Kamm’s example is meant to give force to the intuition that the value of saving a person’s life depends on the option of life available from a subjective point of view. This implies that prolonging the lives of disabled people can reasonably be judged to hold as much moral value as prolonging the lives of the non-disabled, despite that we from an objective point of view consider the latter type of lives preferable for all. Indeed, Kamm notes, the Sufficient Only Option Argument is compatible with disabled people preferring not to have a disability if given the opportunity.
The problem with the Sufficient Only Option Argument is that it merely explains the first half of the conjunction in the asymmetry intuition. While it captures a relevant reason why we should not discount the value of disabled lives, it fails to explain why we should on the other hand allow lifespan considerations. The problem is that just like a disabled person can want ten years of 0.5 life-quality just as strongly as she would have wanted ten years of 1 life-quality had it been an option, a disabled person can similarly want five years of life as strongly as she would have wanted ten years of life had that been an option (Harris 2005). Consequently, the Sufficient Only Option Argument only takes us halfway to our destination.
Kamm anticipates this and for that reason turns to the Equal Respect Argument. According to this argument, we owe everyone equal respect and concern, which implies not discriminating based on (at least certain) synchronic properties, constitutive of a person’s identity or character of life. The Equal Respect Argument captures the asymmetry intuition because the qualitative aspect of a disability is (or at least can be) a synchronic property, whereas lifespan is not. Kamm explains:However, taking into account, for example, how long a person can live if he gets a scarce resource is not treating someone differently because of the type of person he is or will be qualitatively; the latter (it is being suggested) is done only if we consider someone’s synchronic properties (properties that determine the character of his time alive).
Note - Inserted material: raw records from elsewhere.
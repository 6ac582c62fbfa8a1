use crate::config::FetchFailurePolicy;
use burrow_core::{Context, Storage, StorageError};
use std::collections::{BTreeMap, BTreeSet, HashSet, VecDeque};
use tracing::{debug, error, warn};

/// A user's request to delete some of their short codes.
#[derive(Debug, Clone, PartialEq, Eq)]
pub struct DeleteIntent {
    pub user_id: String,
    pub short_codes: Vec<String>,
}

impl DeleteIntent {
    pub fn new(user_id: impl Into<String>, short_codes: Vec<String>) -> Self {
        Self {
            user_id: user_id.into(),
            short_codes,
        }
    }
}

/// What a single flush did.
#[derive(Debug, Clone, Default, PartialEq, Eq)]
pub struct FlushOutcome {
    /// Codes passed to `delete_short`.
    pub deleted: usize,
    /// Codes dropped because the requesting user does not own them.
    pub rejected: usize,
    /// Users whose records could not be fetched.
    pub failed_users: usize,
    /// Codes left in the buffer for the next flush.
    pub retained: usize,
}

/// Intents accumulated between flushes, oldest first.
#[derive(Debug)]
pub(crate) struct PendingBatch {
    intents: VecDeque<DeleteIntent>,
    codes: usize,
    max_codes: Option<usize>,
}

impl PendingBatch {
    pub(crate) fn new(max_codes: Option<usize>) -> Self {
        Self {
            intents: VecDeque::new(),
            codes: 0,
            max_codes,
        }
    }

    pub(crate) fn is_empty(&self) -> bool {
        self.intents.is_empty()
    }

    /// Number of buffered short codes, duplicates included.
    pub(crate) fn codes(&self) -> usize {
        self.codes
    }

    /// Buffers `intent`, evicting the oldest intents once the cap is exceeded.
    ///
    /// Returns the number of codes evicted.
    pub(crate) fn push(&mut self, intent: DeleteIntent) -> usize {
        self.codes += intent.short_codes.len();
        self.intents.push_back(intent);

        let Some(max) = self.max_codes else {
            return 0;
        };

        let mut evicted = 0;
        while self.codes > max {
            let Some(oldest) = self.intents.pop_front() else {
                break;
            };
            self.codes -= oldest.short_codes.len();
            evicted += oldest.short_codes.len();
            error!(
                user_id = %oldest.user_id,
                codes = oldest.short_codes.len(),
                max_pending = max,
                "pending deletions over capacity, dropping oldest intent"
            );
        }
        evicted
    }

    /// Resolves every buffered intent against current ownership and deletes
    /// the owned codes in one call.
    ///
    /// When `delete_short` fails the buffer is left untouched and the error
    /// returned. Otherwise the buffer is cleared, except for intents of users
    /// whose records could not be fetched under [`FetchFailurePolicy::Retry`].
    pub(crate) async fn flush(
        &mut self,
        storage: &dyn Storage,
        ctx: &Context,
        policy: FetchFailurePolicy,
    ) -> Result<FlushOutcome, StorageError> {
        let mut requested: BTreeMap<&str, BTreeSet<&str>> = BTreeMap::new();
        for intent in &self.intents {
            requested
                .entry(intent.user_id.as_str())
                .or_default()
                .extend(intent.short_codes.iter().map(String::as_str));
        }

        let mut outcome = FlushOutcome::default();
        let mut to_delete = Vec::new();
        let mut failed_users = HashSet::new();

        for (user_id, codes) in &requested {
            let records = match storage.get_user_urls(ctx, user_id).await {
                Ok(records) => records,
                Err(err) => {
                    warn!(%user_id, error = %err, %policy, "failed to fetch user urls");
                    failed_users.insert(user_id.to_string());
                    continue;
                }
            };

            let owned: HashSet<&str> = records.iter().map(|r| r.short_code.as_str()).collect();
            for code in codes {
                if owned.contains(code) {
                    to_delete.push(code.to_string());
                } else {
                    debug!(%user_id, short_code = %code, "ignoring code not owned by user");
                    outcome.rejected += 1;
                }
            }
        }

        if !to_delete.is_empty() {
            storage.delete_short(ctx, &to_delete).await?;
        }

        outcome.deleted = to_delete.len();
        outcome.failed_users = failed_users.len();

        match policy {
            FetchFailurePolicy::Retry if !failed_users.is_empty() => {
                self.intents
                    .retain(|intent| failed_users.contains(&intent.user_id));
                self.codes = self.intents.iter().map(|i| i.short_codes.len()).sum();
            }
            _ => {
                self.intents.clear();
                self.codes = 0;
            }
        }
        outcome.retained = self.codes;

        Ok(outcome)
    }
}

#[cfg(test)]
mod tests {
    use super::*;
    use std::sync::Arc;

    use burrow_core::MappingRecord;
    use burrow_storage::MemoryStorage;
    use burrow_test_infra::FlakyStorage;

    fn codes(values: &[&str]) -> Vec<String> {
        values.iter().map(|v| v.to_string()).collect()
    }

    async fn seeded() -> Arc<MemoryStorage> {
        let storage = Arc::new(MemoryStorage::new());
        storage
            .update(
                &Context::background(),
                vec![
                    MappingRecord::new("alice", "a1", "http://a1.example"),
                    MappingRecord::new("alice", "a2", "http://a2.example"),
                    MappingRecord::new("bob", "b1", "http://b1.example"),
                ],
            )
            .await
            .unwrap();
        storage
    }

    #[test]
    fn push_without_cap_keeps_everything() {
        let mut batch = PendingBatch::new(None);
        for i in 0..100 {
            assert_eq!(batch.push(DeleteIntent::new("u", codes(&["a", "b"]))), 0);
            assert_eq!(batch.codes(), (i + 1) * 2);
        }
    }

    #[test]
    fn push_over_cap_evicts_oldest() {
        let mut batch = PendingBatch::new(Some(3));
        batch.push(DeleteIntent::new("old", codes(&["a", "b"])));
        let evicted = batch.push(DeleteIntent::new("new", codes(&["c", "d"])));

        assert_eq!(evicted, 2);
        assert_eq!(batch.codes(), 2);
        assert_eq!(batch.intents[0].user_id, "new");
    }

    #[test]
    fn oversized_intent_is_dropped_entirely() {
        let mut batch = PendingBatch::new(Some(1));
        let evicted = batch.push(DeleteIntent::new("u", codes(&["a", "b"])));

        assert_eq!(evicted, 2);
        assert!(batch.is_empty());
    }

    #[tokio::test]
    async fn flush_deletes_only_owned_codes() {
        let storage = seeded().await;
        let ctx = Context::background();
        let mut batch = PendingBatch::new(None);
        batch.push(DeleteIntent::new("alice", codes(&["a1", "b1"])));
        batch.push(DeleteIntent::new("bob", codes(&["b1", "a2"])));

        let outcome = batch
            .flush(storage.as_ref(), &ctx, FetchFailurePolicy::Retry)
            .await
            .unwrap();

        assert_eq!(outcome.deleted, 2);
        assert_eq!(outcome.rejected, 2);
        assert!(batch.is_empty());
        assert!(storage.get_addr(&ctx, "a1").await.unwrap().deleted);
        assert!(storage.get_addr(&ctx, "b1").await.unwrap().deleted);
        assert!(!storage.get_addr(&ctx, "a2").await.unwrap().deleted);
    }

    #[tokio::test]
    async fn duplicate_codes_are_deleted_once() {
        let storage = Arc::new(FlakyStorage::new(seeded().await));
        let ctx = Context::background();
        let mut batch = PendingBatch::new(None);
        batch.push(DeleteIntent::new("alice", codes(&["a1", "a1"])));
        batch.push(DeleteIntent::new("alice", codes(&["a1"])));

        let outcome = batch
            .flush(storage.as_ref(), &ctx, FetchFailurePolicy::Retry)
            .await
            .unwrap();

        assert_eq!(outcome.deleted, 1);
        assert_eq!(storage.fetch_calls(), 1);
        assert_eq!(storage.deleted_batches(), vec![codes(&["a1"])]);
    }

    #[tokio::test]
    async fn nothing_owned_skips_delete_call() {
        let storage = Arc::new(FlakyStorage::new(seeded().await));
        let mut batch = PendingBatch::new(None);
        batch.push(DeleteIntent::new("mallory", codes(&["a1"])));

        let outcome = batch
            .flush(
                storage.as_ref(),
                &Context::background(),
                FetchFailurePolicy::Retry,
            )
            .await
            .unwrap();

        assert_eq!(outcome.rejected, 1);
        assert_eq!(storage.delete_calls(), 0);
        assert!(batch.is_empty());
    }

    #[tokio::test]
    async fn failed_delete_keeps_buffer() {
        let storage = Arc::new(FlakyStorage::new(seeded().await));
        storage.fail_deletes(true);
        let mut batch = PendingBatch::new(None);
        batch.push(DeleteIntent::new("alice", codes(&["a1"])));

        let err = batch
            .flush(
                storage.as_ref(),
                &Context::background(),
                FetchFailurePolicy::Drop,
            )
            .await
            .unwrap_err();

        assert!(err.is_transient());
        assert_eq!(batch.codes(), 1);
    }

    #[tokio::test]
    async fn fetch_failure_retry_keeps_only_failed_user() {
        let storage = Arc::new(FlakyStorage::new(seeded().await));
        storage.fail_fetch("alice");
        let ctx = Context::background();
        let mut batch = PendingBatch::new(None);
        batch.push(DeleteIntent::new("alice", codes(&["a1"])));
        batch.push(DeleteIntent::new("bob", codes(&["b1"])));

        let outcome = batch
            .flush(storage.as_ref(), &ctx, FetchFailurePolicy::Retry)
            .await
            .unwrap();

        assert_eq!(outcome.failed_users, 1);
        assert_eq!(outcome.retained, 1);
        assert_eq!(batch.intents[0].user_id, "alice");
        assert!(storage.get_addr(&ctx, "b1").await.unwrap().deleted);
    }

    #[tokio::test]
    async fn fetch_failure_drop_discards_failed_user() {
        let storage = Arc::new(FlakyStorage::new(seeded().await));
        storage.fail_fetch("alice");
        let ctx = Context::background();
        let mut batch = PendingBatch::new(None);
        batch.push(DeleteIntent::new("alice", codes(&["a1"])));
        batch.push(DeleteIntent::new("bob", codes(&["b1"])));

        let outcome = batch
            .flush(storage.as_ref(), &ctx, FetchFailurePolicy::Drop)
            .await
            .unwrap();

        assert_eq!(outcome.failed_users, 1);
        assert_eq!(outcome.retained, 0);
        assert!(batch.is_empty());
        assert!(!storage.get_addr(&ctx, "a1").await.unwrap().deleted);
        assert!(storage.get_addr(&ctx, "b1").await.unwrap().deleted);
    }
}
It is, theoretically, compatible with each synchronic type that a person could be, that he could be that type for longer or shorter amounts of time (Kamm 2009: 168).
The Equal Respect Argument captures both sides of the conjunction in the asymmetry intuition. But it faces several problems. One problem is that it is unclear about, firstly, what counts as synchronic properties and what doesn’t and, secondly, which synchronic properties we are not allowed to consider. We understand that disability is one category of synchronic properties and that differential treatment based on this category would be disrespectful, but without further justification, this seems ad hoc at best, circular at worst. It is ad hoc if we are not offered an account of why disability, but not other synchronic properties, is relevant. It is circular if the explanation for why we take disability into account already presupposes that differential treatment based on disability is disrespectful.
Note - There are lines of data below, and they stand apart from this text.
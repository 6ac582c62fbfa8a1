//! Shared fixtures for Burrow integration tests.

pub mod contract;
pub mod error;
pub mod flaky;
pub mod postgres;

pub use error::{Result, TestInfraError};
pub use flaky::FlakyStorage;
A second problem concerns the assumed connection between respect and the demand to not treat people unequally based on synchronic properties. Since we can imagine cases where differential treatment based on (what seems to be) non-synchronic properties is also intuitively disrespectful, the connection is drawn into question—Samuel Kerstein discusses the case of differential treatment based on blood types as an example (Kerstein 2017).
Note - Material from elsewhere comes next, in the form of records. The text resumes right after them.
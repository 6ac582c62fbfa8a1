use burrow_core::{MappingRecord, Result, StorageError};
use std::fs::{File, OpenOptions};
use std::io::{self, Read, Write};
use std::path::{Path, PathBuf};
use tracing::{debug, error, warn};

/// File operations the log relies on beyond [`Write`].
pub(crate) trait LogFile: Write {
    fn size(&self) -> io::Result<u64>;
    fn truncate(&mut self, len: u64) -> io::Result<()>;
    fn sync(&self) -> io::Result<()>;
}

impl LogFile for File {
    fn size(&self) -> io::Result<u64> {
        Ok(self.metadata()?.len())
    }

    fn truncate(&mut self, len: u64) -> io::Result<()> {
        self.set_len(len)
    }

    fn sync(&self) -> io::Result<()> {
        self.sync_data()
    }
}

/// Append-only JSON-lines log backing the in-memory store.
///
/// Each line holds one [`MappingRecord`]. Creates, upserts and tombstones
/// share the same shape; replaying the lines in order rebuilds the index.
///
/// Writes go straight to the file. A failed append is cut back to the
/// length the file had before it, so nothing reported as failed is ever
/// replayed. If that cut fails as well the log refuses further appends.
#[derive(Debug)]
pub(crate) struct AppendLog<F = File> {
    path: PathBuf,
    file: F,
    poisoned: bool,
}

impl AppendLog<File> {
    /// Opens (or creates) the log at `path` and returns every record it holds.
    ///
    /// A torn final line, left behind by a crash in the middle of an append,
    /// is cut off. A malformed line anywhere else fails the open.
    pub(crate) fn open(path: impl AsRef<Path>) -> Result<(Self, Vec<MappingRecord>)> {
        let path = path.as_ref().to_path_buf();
        let mut file = OpenOptions::new()
            .read(true)
            .append(true)
            .create(true)
            .open(&path)
            .map_err(|e| {
                StorageError::Unavailable(format!("open log {}: {e}", path.display()))
            })?;

        let mut content = Vec::new();
        file.read_to_end(&mut content)?;

        let (records, valid_len) = parse(&path, &content)?;
        if valid_len < content.len() {
            warn!(
                path = %path.display(),
                dropped_bytes = content.len() - valid_len,
                "truncating torn record at end of log"
            );
            file.set_len(valid_len as u64)?;
        } else if !content.is_empty() && !content.ends_with(b"\n") {
            // The last record parsed but lost its terminator.
            file.write_all(b"\n")?;
        }

        debug!(path = %path.display(), records = records.len(), "replayed log");

        Ok((
            Self {
                path,
                file,
                poisoned: false,
            },
            records,
        ))
    }

    #[cfg(test)]
    pub(crate) fn replace_file(&mut self, file: File) {
        self.file = file;
    }
}

impl<F: LogFile> AppendLog<F> {
    /// Appends `records` as one write.
    ///
    /// On error the file is restored to its previous length and
    /// `Unavailable` is returned; the caller must not apply the batch.
    pub(crate) fn append(&mut self, records: &[MappingRecord]) -> Result<()> {
        if self.poisoned {
            return Err(StorageError::Unavailable(format!(
                "log {} holds an unrecoverable partial write",
                self.path.display()
            )));
        }

        let mut buf = Vec::with_capacity(records.len() * 128);
        for record in records {
            serde_json::to_writer(&mut buf, record)
                .map_err(|e| StorageError::InvalidData(format!("encode record: {e}")))?;
            buf.push(b'\n');
        }

        let start = self.file.size()?;
        if let Err(err) = self
            .file
            .write_all(&buf)
            .and_then(|()| self.file.flush())
        {
            self.roll_back(start);
            return Err(StorageError::Unavailable(format!(
                "append to log {}: {err}",
                self.path.display()
            )));
        }
        Ok(())
    }

    fn roll_back(&mut self, len: u64) {
        let restored = match self.file.size() {
            Ok(size) if size == len => Ok(()),
            _ => self.file.truncate(len),
        };

        match restored {
            Ok(()) => warn!(path = %self.path.display(), len, "rolled back failed append"),
            Err(err) => {
                error!(
                    path = %self.path.display(),
                    error = %err,
                    "failed to roll back partial append, refusing further writes"
                );
                self.poisoned = true;
            }
        }
    }

    /// Syncs file data to disk.
    pub(crate) fn sync(&mut self) -> Result<()> {
        self.file.flush()?;
        self.file.sync()?;
        Ok(())
    }

    pub(crate) fn path(&self) -> &Path {
        &self.path
    }
}

/// Parses the log content, returning the records and the length of the valid prefix.
fn parse(path: &Path, content: &[u8]) -> Result<(Vec<MappingRecord>, usize)> {
    let mut records = Vec::new();
    let mut offset = 0;

    for (line_no, line) in content.split_inclusive(|b| *b == b'\n').enumerate() {
        let complete = line.ends_with(b"\n");
        let body = line.strip_suffix(b"\n").unwrap_or(line);

        if body.iter().all(u8::is_ascii_whitespace) {
            offset += line.len();
            continue;
        }

        match serde_json::from_slice::<MappingRecord>(body) {
            Ok(record) => records.push(record),
            Err(_) if !complete => return Ok((records, offset)),
            Err(e) => {
                return Err(StorageError::InvalidData(format!(
                    "{}:{}: {e}",
                    path.display(),
                    line_no + 1
                )))
            }
        }
        offset += line.len();
    }

    Ok((records, offset))
}

#[cfg(test)]
mod tests {
    use super::*;

    fn record(code: &str, url: &str) -> MappingRecord {
        MappingRecord::new("u1", code, url)
    }

    /// In-memory file that accepts `budget` more bytes, then fails.
    #[derive(Debug, Default)]
    struct ShortFile {
        data: Vec<u8>,
        budget: usize,
        truncate_fails: bool,
    }

    impl Write for ShortFile {
        fn write(&mut self, buf: &[u8]) -> io::Result<usize> {
            if self.budget == 0 {
                return Err(io::Error::other("no space left on device"));
            }
            let n = buf.len().min(self.budget);
            self.data.extend_from_slice(&buf[..n]);
            self.budget -= n;
            Ok(n)
        }

        fn flush(&mut self) -> io::Result<()> {
            Ok(())
        }
    }

    impl LogFile for ShortFile {
        fn size(&self) -> io::Result<u64> {
            Ok(self.data.len() as u64)
        }

        fn truncate(&mut self, len: u64) -> io::Result<()> {
            if self.truncate_fails {
                return Err(io::Error::other("read-only file system"));
            }
            self.data.truncate(len as usize);
            Ok(())
        }

        fn sync(&self) -> io::Result<()> {
            Ok(())
        }
    }

    fn short_log(budget: usize) -> AppendLog<ShortFile> {
        AppendLog {
            path: PathBuf::from("urls.json"),
            file: ShortFile {
                budget,
                ..ShortFile::default()
            },
            poisoned: false,
        }
    }

    fn codes_in(data: &[u8]) -> Vec<String> {
        let (records, len) = parse(Path::new("urls.json"), data).unwrap();
        assert_eq!(len, data.len(), "log must not hold a torn line");
        records.into_iter().map(|r| r.short_code).collect()
    }

    #[test]
    fn failed_append_leaves_no_bytes_behind() {
        let mut log = short_log(usize::MAX);
        log.append(&[record("a1", "http://a.example")]).unwrap();
        let committed = log.file.data.len();

        log.file.budget = 10;
        let err = log
            .append(&[record("b2", "http://b.example")])
            .unwrap_err();
        assert!(matches!(err, StorageError::Unavailable(_)));
        assert_eq!(log.file.data.len(), committed);

        log.file.budget = usize::MAX;
        log.append(&[record("c3", "http://c.example")]).unwrap();
        assert_eq!(codes_in(&log.file.data), ["a1", "c3"]);
    }

    #[test]
    fn failed_rollback_refuses_further_appends() {
        let mut log = short_log(usize::MAX);
        log.append(&[record("a1", "http://a.example")]).unwrap();
        let committed = log.file.data.clone();

        log.file.budget = 10;
        log.file.truncate_fails = true;
        assert!(log.append(&[record("b2", "http://b.example")]).is_err());

        log.file.budget = usize::MAX;
        let err = log
            .append(&[record("c3", "http://c.example")])
            .unwrap_err();
        assert!(err.is_transient());
        assert_eq!(&log.file.data[..committed.len()], committed.as_slice());
        assert_eq!(log.file.data.len(), committed.len() + 10);
    }

    #[test]
    fn append_then_reopen() {
        let dir = tempfile::tempdir().unwrap();
        let path = dir.path().join("urls.json");

        let (mut log, records) = AppendLog::open(&path).unwrap();
        assert!(records.is_empty());
        log.append(&[record("a1", "http://a.example"), record("b2", "http://b.example")])
            .unwrap();
        drop(log);

        let (_, records) = AppendLog::open(&path).unwrap();
        assert_eq!(records.len(), 2);
        assert_eq!(records[0].short_code, "a1");
        assert_eq!(records[1].original_url, "http://b.example");
    }

    #[test]
    fn torn_tail_is_truncated() {
        let dir = tempfile::tempdir().unwrap();
        let path = dir.path().join("urls.json");

        let (mut log, _) = AppendLog::open(&path).unwrap();
        log.append(&[record("a1", "http://a.example")]).unwrap();
        drop(log);

        let mut file = OpenOptions::new().append(true).open(&path).unwrap();
        file.write_all(br#"{"uuid":"2","short_url":"b2","orig"#).unwrap();
        drop(file);

        let (mut log, records) = AppendLog::open(&path).unwrap();
        assert_eq!(records.len(), 1);

        log.append(&[record("c3", "http://c.example")]).unwrap();
        drop(log);

        let (_, records) = AppendLog::open(&path).unwrap();
        let codes: Vec<_> = records.iter().map(|r| r.short_code.as_str()).collect();
        assert_eq!(codes, ["a1", "c3"]);
    }

    #[test]
    fn unterminated_but_complete_tail_is_kept() {
        let dir = tempfile::tempdir().unwrap();
        let path = dir.path().join("urls.json");
        std::fs::write(&path, r#"{"short_url":"a1","original_url":"http://a.example"}"#).unwrap();

        let (mut log, records) = AppendLog::open(&path).unwrap();
        assert_eq!(records.len(), 1);
        log.append(&[record("b2", "http://b.example")]).unwrap();
        drop(log);

        let (_, records) = AppendLog::open(&path).unwrap();
        assert_eq!(records.len(), 2);
    }

    #[test]
    fn corrupt_middle_line_fails() {
        let dir = tempfile::tempdir().unwrap();
        let path = dir.path().join("urls.json");
        std::fs::write(
            &path,
            "not json\n{\"short_url\":\"a1\",\"original_url\":\"http://a.example\"}\n",
        )
        .unwrap();

        let err = AppendLog::open(&path).unwrap_err();
        assert!(matches!(err, StorageError::InvalidData(ref msg) if msg.contains(":1:")));
    }

    #[test]
    fn blank_lines_are_skipped() {
        let dir = tempfile::tempdir().unwrap();
        let path = dir.path().join("urls.json");
        std::fs::write(
            &path,
            "\n{\"short_url\":\"a1\",\"original_url\":\"http://a.example\"}\n\n",
        )
        .unwrap();

        let (_, records) = AppendLog::open(&path).unwrap();
        assert_eq!(records.len(), 1);
    }
}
As an alternative to Kamm’s Equal Respect Argument, Samuel Kerstein provides a Kant-inspired account to explain the asymmetry intuition not by reference to the value for persons but to the value in them. Kerstein’s account invokes a Kantian view on human dignity based on the special status of personhood and therefrom states that in the spirit of respect for human dignity, we ought to treat any person as having “unconditional, preeminent worth” (Kerstein 2017). On Kerstein’s view, offering treatment to A but not B, on the expectation that B will have lower health-related quality of life than A, fails to respect that both have unconditional, preeminent worth. But, secondly, Kerstein’s account can incorporate lifespan in the assessment because of his Preservation Argument (my label). The Preservation Argument says that (i) personhood has special (unconditional, preeminent) value and (ii) acting with respect for the special value of things often involves trying to preserve them (Kerstein 2017, 646–647). The upshot of the argument is that, since we have reasons to maximize preservation of personhood, and thereby personhood years, we should make healthcare priorities sensitive to lifespan while insensitive to differences in health-related quality of life. This, Kerstein would say, is a more promising route to the justification of the asymmetry intuition.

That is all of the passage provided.